Data items
Segment Open
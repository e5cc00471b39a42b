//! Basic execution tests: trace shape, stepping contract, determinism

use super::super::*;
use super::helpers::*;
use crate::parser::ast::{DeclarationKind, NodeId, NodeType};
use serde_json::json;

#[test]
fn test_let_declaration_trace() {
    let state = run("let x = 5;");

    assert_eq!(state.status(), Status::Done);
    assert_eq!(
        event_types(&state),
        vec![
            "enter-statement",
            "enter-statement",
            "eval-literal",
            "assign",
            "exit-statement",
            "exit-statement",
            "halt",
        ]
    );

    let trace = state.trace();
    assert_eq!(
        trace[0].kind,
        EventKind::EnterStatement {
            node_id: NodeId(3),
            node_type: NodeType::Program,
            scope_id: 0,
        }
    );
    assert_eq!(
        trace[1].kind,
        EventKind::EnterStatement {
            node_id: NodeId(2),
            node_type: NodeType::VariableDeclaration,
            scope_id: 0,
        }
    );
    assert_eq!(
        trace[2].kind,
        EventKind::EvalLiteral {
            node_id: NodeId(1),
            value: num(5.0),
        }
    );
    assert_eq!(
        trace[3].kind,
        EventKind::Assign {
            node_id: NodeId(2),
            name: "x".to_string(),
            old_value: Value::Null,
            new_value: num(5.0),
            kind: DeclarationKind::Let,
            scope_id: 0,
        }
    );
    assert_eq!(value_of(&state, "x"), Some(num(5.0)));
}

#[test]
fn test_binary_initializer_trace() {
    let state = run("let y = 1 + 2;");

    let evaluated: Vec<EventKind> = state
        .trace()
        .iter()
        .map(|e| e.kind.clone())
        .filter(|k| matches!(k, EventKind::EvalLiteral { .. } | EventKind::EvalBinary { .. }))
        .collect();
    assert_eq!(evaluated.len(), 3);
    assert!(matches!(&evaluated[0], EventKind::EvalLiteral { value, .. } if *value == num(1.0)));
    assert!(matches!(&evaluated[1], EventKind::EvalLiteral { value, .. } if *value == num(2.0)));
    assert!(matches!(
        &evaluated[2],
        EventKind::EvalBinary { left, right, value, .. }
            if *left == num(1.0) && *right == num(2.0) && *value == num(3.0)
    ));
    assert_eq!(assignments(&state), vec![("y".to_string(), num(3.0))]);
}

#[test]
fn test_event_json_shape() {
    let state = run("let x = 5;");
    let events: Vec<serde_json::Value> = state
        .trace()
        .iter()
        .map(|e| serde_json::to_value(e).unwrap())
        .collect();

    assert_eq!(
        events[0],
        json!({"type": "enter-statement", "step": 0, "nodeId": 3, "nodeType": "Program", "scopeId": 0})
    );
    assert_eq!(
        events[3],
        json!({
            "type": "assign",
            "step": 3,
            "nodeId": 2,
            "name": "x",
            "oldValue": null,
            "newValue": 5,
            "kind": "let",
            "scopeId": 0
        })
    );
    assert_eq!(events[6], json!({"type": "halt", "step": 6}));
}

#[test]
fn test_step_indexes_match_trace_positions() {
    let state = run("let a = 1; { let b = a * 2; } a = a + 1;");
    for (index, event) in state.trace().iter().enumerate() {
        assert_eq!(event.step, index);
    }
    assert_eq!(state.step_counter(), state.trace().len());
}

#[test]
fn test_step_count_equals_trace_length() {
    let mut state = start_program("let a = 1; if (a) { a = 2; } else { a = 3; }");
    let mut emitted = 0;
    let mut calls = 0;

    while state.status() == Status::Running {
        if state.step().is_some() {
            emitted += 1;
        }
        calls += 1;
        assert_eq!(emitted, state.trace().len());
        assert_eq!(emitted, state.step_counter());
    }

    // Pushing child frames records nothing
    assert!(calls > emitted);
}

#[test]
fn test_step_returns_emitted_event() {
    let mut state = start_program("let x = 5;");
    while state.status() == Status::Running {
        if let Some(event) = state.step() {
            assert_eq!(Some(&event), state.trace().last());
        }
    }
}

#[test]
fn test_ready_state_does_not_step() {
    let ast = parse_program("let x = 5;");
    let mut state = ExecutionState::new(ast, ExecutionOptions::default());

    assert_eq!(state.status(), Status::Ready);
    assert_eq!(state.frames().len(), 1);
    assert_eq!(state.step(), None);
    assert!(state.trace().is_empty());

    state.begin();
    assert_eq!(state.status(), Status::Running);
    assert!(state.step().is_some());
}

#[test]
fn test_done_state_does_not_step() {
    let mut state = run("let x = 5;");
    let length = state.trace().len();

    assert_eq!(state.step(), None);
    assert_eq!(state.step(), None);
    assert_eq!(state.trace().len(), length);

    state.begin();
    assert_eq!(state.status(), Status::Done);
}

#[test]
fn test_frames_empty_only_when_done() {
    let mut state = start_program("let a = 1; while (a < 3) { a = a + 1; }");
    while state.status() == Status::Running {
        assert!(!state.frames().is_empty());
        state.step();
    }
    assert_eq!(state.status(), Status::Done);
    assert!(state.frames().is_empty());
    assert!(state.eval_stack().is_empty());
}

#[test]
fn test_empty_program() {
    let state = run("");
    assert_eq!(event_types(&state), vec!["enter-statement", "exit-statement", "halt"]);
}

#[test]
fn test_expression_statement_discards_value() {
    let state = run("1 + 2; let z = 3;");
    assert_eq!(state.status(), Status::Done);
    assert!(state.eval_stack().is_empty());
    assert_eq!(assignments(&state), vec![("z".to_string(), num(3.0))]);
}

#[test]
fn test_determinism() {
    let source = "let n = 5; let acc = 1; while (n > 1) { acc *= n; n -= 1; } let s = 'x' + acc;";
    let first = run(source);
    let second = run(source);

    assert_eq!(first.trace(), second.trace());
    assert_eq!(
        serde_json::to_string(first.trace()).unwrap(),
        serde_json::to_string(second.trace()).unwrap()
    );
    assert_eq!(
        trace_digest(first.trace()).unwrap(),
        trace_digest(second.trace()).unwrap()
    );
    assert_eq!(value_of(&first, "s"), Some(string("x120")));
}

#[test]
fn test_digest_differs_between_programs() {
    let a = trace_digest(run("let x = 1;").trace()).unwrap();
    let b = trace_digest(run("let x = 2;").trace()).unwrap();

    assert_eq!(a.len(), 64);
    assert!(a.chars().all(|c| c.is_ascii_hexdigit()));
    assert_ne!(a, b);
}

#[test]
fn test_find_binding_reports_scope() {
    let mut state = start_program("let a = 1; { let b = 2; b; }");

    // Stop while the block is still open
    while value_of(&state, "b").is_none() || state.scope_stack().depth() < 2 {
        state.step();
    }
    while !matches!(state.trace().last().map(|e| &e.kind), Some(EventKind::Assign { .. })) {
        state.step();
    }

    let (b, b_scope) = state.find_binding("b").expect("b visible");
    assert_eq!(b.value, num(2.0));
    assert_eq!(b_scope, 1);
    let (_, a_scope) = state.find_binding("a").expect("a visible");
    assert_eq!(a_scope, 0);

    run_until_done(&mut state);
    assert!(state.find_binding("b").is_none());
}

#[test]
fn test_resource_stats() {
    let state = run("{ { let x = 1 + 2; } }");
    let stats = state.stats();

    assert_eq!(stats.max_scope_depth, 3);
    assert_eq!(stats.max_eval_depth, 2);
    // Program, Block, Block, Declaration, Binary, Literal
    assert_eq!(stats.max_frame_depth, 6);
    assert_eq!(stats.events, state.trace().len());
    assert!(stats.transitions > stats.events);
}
Segment Closed
Segment Open
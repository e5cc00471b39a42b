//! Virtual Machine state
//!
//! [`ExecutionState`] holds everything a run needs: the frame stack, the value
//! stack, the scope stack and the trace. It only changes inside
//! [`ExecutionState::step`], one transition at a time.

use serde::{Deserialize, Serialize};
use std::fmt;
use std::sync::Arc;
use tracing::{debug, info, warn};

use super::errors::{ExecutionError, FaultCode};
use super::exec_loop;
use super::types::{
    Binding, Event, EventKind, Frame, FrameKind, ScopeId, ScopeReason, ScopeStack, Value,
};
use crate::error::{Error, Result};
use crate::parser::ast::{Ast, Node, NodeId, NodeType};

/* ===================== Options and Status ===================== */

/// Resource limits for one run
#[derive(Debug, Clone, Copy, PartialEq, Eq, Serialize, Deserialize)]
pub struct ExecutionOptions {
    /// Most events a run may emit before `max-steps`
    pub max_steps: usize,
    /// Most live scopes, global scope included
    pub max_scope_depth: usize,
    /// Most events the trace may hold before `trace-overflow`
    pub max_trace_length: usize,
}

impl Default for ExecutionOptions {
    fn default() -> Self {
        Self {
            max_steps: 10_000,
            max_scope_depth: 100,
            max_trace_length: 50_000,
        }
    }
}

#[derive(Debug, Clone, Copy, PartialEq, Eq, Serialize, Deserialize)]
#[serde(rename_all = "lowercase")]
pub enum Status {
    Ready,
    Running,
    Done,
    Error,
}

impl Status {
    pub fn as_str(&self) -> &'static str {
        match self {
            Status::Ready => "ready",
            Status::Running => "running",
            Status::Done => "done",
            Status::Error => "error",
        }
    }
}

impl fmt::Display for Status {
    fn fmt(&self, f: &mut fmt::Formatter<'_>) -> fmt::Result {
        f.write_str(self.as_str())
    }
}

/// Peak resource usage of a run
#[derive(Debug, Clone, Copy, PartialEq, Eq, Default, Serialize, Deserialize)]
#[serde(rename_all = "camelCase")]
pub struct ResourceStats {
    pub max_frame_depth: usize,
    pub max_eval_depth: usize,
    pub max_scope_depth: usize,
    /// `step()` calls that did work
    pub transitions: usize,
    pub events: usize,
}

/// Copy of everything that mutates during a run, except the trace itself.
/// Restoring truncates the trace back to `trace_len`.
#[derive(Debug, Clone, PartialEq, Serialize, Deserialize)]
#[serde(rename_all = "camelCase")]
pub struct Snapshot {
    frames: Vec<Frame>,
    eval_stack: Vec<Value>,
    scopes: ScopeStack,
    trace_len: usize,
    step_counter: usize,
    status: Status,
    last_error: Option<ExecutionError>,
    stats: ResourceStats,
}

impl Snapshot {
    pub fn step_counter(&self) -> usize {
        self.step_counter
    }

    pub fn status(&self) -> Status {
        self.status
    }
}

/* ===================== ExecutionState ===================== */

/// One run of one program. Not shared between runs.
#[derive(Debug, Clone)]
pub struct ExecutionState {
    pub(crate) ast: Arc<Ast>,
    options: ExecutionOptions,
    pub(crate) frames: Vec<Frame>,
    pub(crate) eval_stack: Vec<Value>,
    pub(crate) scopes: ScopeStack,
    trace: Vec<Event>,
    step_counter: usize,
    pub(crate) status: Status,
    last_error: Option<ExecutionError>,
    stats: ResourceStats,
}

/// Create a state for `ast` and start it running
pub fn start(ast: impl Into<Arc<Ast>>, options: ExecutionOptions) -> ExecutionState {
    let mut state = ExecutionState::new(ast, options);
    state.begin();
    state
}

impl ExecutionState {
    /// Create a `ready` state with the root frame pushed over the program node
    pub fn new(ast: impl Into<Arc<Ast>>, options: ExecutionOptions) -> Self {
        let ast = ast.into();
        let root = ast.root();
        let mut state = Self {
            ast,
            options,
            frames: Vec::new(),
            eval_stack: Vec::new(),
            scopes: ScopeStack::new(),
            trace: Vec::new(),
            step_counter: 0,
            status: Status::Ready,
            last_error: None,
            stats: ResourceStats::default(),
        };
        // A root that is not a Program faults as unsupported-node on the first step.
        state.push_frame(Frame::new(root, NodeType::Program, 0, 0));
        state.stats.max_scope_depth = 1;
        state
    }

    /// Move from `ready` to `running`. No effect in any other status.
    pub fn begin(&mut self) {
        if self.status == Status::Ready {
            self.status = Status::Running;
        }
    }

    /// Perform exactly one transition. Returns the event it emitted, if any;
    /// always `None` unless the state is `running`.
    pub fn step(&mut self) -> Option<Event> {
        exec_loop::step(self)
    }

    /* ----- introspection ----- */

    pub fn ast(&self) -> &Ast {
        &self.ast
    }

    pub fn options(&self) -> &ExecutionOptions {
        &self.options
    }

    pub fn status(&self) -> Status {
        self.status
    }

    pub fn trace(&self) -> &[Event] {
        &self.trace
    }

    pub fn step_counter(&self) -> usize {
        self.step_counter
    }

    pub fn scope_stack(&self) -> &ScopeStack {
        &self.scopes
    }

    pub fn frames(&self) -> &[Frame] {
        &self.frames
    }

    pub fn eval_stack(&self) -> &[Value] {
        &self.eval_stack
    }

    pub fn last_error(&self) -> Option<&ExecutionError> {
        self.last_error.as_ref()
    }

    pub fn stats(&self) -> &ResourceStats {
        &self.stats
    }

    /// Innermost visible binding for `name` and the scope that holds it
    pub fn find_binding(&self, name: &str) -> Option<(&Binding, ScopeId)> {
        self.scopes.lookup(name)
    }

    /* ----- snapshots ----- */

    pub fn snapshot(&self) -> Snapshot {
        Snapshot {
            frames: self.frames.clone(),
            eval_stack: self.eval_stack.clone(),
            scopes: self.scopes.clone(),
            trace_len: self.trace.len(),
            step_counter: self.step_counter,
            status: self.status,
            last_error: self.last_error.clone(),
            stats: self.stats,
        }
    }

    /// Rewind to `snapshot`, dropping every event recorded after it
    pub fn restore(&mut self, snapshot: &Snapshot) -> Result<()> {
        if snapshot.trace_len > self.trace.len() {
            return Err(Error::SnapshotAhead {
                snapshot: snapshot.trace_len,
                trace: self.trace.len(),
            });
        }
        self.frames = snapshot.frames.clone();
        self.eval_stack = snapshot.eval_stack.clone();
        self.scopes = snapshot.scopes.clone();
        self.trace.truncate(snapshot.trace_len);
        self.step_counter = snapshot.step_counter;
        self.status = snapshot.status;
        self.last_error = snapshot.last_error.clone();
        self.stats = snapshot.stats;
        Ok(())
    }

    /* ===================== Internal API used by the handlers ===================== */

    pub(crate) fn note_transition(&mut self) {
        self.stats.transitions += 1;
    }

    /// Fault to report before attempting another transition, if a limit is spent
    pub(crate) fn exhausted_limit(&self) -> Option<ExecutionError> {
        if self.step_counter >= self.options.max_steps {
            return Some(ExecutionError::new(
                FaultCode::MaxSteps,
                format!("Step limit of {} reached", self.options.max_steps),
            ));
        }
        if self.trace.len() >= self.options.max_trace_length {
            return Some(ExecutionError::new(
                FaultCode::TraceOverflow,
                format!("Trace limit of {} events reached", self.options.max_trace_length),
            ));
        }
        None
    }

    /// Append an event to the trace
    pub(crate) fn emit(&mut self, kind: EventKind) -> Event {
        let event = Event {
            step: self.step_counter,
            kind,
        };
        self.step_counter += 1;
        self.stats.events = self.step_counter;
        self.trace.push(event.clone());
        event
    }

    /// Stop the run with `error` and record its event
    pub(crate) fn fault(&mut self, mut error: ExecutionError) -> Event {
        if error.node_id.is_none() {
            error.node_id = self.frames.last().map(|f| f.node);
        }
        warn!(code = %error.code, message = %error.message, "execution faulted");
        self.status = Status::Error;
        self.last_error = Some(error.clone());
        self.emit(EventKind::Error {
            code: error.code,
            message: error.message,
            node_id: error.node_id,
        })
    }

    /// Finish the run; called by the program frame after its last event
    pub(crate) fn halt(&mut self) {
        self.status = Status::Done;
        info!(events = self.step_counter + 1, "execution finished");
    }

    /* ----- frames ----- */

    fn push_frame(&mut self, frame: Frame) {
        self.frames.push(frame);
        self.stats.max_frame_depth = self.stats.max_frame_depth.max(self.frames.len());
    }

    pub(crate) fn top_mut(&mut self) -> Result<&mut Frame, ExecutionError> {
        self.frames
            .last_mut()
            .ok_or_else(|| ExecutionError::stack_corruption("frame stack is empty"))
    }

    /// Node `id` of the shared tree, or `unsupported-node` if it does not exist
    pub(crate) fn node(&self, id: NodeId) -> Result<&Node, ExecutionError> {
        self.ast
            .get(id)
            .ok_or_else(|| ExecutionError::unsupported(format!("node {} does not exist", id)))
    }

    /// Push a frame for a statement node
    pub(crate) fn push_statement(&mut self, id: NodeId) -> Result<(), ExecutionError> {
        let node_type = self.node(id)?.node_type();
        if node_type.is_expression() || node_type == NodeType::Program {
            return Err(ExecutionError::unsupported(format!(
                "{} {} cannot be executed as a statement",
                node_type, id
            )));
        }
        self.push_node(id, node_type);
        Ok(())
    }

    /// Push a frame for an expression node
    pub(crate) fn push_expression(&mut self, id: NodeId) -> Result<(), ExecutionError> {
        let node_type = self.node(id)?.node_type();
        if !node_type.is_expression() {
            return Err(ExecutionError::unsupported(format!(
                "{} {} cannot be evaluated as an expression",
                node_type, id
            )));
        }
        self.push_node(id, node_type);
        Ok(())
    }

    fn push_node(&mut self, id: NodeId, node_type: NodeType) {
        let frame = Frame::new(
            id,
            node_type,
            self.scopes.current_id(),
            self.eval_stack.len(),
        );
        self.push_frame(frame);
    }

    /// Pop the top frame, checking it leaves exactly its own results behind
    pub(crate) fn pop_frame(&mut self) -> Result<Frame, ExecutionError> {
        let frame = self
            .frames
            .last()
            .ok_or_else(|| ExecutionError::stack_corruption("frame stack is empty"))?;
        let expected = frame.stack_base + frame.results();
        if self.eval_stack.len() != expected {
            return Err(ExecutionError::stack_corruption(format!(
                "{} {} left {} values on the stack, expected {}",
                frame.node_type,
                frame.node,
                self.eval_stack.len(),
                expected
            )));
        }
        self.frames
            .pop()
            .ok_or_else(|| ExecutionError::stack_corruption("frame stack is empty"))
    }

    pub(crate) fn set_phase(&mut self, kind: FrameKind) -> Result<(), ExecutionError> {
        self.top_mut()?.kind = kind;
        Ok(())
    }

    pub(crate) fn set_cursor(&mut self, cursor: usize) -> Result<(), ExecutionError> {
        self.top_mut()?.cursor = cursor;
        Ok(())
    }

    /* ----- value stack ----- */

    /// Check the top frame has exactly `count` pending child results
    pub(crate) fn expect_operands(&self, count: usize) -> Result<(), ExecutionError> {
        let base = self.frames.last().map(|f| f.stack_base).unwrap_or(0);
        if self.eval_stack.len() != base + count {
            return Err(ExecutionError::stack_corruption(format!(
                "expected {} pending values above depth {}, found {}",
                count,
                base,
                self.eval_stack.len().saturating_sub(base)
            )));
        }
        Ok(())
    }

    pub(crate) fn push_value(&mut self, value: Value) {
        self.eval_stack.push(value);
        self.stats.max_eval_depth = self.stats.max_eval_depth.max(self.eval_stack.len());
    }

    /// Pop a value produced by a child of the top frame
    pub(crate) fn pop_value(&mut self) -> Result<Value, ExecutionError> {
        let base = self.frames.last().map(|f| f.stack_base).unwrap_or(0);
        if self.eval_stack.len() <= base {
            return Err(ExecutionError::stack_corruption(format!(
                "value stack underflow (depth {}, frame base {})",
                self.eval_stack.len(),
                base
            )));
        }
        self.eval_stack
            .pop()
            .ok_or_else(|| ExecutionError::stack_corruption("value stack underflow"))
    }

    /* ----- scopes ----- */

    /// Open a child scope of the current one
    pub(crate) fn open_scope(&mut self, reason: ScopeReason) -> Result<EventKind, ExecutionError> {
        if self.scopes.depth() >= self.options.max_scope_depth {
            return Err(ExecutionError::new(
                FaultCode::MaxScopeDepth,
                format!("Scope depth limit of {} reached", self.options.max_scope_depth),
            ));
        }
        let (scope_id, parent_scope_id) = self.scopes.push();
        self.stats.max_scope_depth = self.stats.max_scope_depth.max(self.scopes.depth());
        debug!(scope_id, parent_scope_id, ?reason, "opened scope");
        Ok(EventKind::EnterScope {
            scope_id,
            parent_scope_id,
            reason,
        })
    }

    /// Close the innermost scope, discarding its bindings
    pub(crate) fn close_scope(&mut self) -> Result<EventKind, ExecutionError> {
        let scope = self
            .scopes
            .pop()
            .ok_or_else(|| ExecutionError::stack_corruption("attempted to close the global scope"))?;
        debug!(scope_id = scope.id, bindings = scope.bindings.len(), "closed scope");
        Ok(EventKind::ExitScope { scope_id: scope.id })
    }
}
Segment Closed
All lines with the word "before" need to be copied from the data above.

## Task response
    /// Most events a run may emit before `max-steps`
    /// Most events the trace may hold before `trace-overflow`
    /// Fault to report before attempting another transition, if a limit is spent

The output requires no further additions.